WHAT IS REQUIRED:
Return each line of the entries that holds the string "which".
====== DATA PROVIDED ======
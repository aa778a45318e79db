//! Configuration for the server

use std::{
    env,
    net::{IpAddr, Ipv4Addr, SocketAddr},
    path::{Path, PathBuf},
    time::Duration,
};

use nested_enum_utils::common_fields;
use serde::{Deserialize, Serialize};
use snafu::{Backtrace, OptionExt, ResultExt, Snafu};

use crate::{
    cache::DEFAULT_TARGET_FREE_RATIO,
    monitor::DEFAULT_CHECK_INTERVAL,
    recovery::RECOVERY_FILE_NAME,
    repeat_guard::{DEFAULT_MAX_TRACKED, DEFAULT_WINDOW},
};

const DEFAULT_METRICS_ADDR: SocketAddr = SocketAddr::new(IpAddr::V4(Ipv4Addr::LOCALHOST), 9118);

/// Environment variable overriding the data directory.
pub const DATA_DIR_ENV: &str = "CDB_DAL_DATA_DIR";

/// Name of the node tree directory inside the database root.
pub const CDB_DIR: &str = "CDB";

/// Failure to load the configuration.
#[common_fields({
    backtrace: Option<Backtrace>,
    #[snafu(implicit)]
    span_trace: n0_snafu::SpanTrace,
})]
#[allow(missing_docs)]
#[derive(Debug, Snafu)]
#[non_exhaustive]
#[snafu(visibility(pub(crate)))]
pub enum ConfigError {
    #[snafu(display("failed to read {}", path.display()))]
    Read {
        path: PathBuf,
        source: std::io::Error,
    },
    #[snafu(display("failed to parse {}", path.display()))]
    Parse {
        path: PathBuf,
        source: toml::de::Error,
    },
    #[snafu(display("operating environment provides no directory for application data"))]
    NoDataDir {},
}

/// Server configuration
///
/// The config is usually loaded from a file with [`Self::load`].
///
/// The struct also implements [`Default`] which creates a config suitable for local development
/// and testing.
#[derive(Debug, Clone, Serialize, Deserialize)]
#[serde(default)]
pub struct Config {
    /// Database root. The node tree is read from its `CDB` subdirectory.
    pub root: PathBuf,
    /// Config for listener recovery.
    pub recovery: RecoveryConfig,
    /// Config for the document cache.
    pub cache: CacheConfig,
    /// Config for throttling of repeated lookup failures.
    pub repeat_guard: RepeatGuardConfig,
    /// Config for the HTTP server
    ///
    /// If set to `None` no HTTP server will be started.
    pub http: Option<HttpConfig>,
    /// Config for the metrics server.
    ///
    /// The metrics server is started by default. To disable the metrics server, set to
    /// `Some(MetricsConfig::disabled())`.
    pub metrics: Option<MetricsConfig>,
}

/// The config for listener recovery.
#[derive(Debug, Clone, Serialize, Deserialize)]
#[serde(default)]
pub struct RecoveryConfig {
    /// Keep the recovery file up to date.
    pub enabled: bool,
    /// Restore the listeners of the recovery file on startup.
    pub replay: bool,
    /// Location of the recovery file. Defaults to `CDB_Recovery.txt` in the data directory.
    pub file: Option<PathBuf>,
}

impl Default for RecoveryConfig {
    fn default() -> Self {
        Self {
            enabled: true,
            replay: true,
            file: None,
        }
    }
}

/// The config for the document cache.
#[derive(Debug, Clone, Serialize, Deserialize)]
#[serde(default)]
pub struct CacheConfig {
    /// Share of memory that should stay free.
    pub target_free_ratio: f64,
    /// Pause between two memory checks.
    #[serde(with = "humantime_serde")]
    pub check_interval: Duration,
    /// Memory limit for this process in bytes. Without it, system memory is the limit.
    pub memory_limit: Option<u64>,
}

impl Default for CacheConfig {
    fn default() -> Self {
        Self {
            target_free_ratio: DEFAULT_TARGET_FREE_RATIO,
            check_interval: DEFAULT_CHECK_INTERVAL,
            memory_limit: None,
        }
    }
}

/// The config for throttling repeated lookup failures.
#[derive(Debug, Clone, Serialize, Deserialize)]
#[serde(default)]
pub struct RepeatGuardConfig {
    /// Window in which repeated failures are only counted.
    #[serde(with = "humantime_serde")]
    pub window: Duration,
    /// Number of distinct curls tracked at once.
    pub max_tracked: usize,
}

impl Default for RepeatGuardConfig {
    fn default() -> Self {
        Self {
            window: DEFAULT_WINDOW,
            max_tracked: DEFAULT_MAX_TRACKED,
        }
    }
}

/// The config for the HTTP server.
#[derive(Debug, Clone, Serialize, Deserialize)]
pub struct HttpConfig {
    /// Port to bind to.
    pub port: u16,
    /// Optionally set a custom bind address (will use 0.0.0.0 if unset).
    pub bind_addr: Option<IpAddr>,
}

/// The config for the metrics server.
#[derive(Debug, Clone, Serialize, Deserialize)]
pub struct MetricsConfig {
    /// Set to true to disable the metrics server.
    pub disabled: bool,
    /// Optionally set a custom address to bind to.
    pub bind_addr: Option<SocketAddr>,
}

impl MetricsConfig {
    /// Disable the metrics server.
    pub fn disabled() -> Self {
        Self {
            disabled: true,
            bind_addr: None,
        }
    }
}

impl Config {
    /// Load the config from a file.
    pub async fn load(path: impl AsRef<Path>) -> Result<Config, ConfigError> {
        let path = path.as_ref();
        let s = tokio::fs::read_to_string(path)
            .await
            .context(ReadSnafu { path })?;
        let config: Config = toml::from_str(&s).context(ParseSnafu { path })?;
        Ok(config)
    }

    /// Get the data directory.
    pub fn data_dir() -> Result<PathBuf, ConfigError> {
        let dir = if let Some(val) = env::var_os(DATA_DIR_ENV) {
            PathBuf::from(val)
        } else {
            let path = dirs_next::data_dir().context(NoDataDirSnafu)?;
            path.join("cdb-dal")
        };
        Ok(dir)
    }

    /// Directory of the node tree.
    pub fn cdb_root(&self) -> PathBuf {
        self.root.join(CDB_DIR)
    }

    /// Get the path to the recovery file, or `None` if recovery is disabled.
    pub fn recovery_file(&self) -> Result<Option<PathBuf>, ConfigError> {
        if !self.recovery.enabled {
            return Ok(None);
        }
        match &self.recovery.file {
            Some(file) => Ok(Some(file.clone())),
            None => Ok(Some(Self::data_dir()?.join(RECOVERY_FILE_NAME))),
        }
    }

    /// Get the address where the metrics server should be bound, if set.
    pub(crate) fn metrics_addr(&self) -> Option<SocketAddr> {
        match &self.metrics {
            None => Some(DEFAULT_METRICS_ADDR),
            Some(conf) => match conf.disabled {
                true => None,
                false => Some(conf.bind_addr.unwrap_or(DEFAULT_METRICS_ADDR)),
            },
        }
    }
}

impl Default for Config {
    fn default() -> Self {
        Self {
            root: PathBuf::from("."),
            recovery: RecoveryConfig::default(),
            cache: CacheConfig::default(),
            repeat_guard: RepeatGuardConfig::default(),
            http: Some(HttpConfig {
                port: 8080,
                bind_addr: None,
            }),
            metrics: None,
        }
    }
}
======
REPLY TO THE TASK:
/// The struct also implements [`Default`] which creates a config suitable for local development
    /// Window in which repeated failures are only counted.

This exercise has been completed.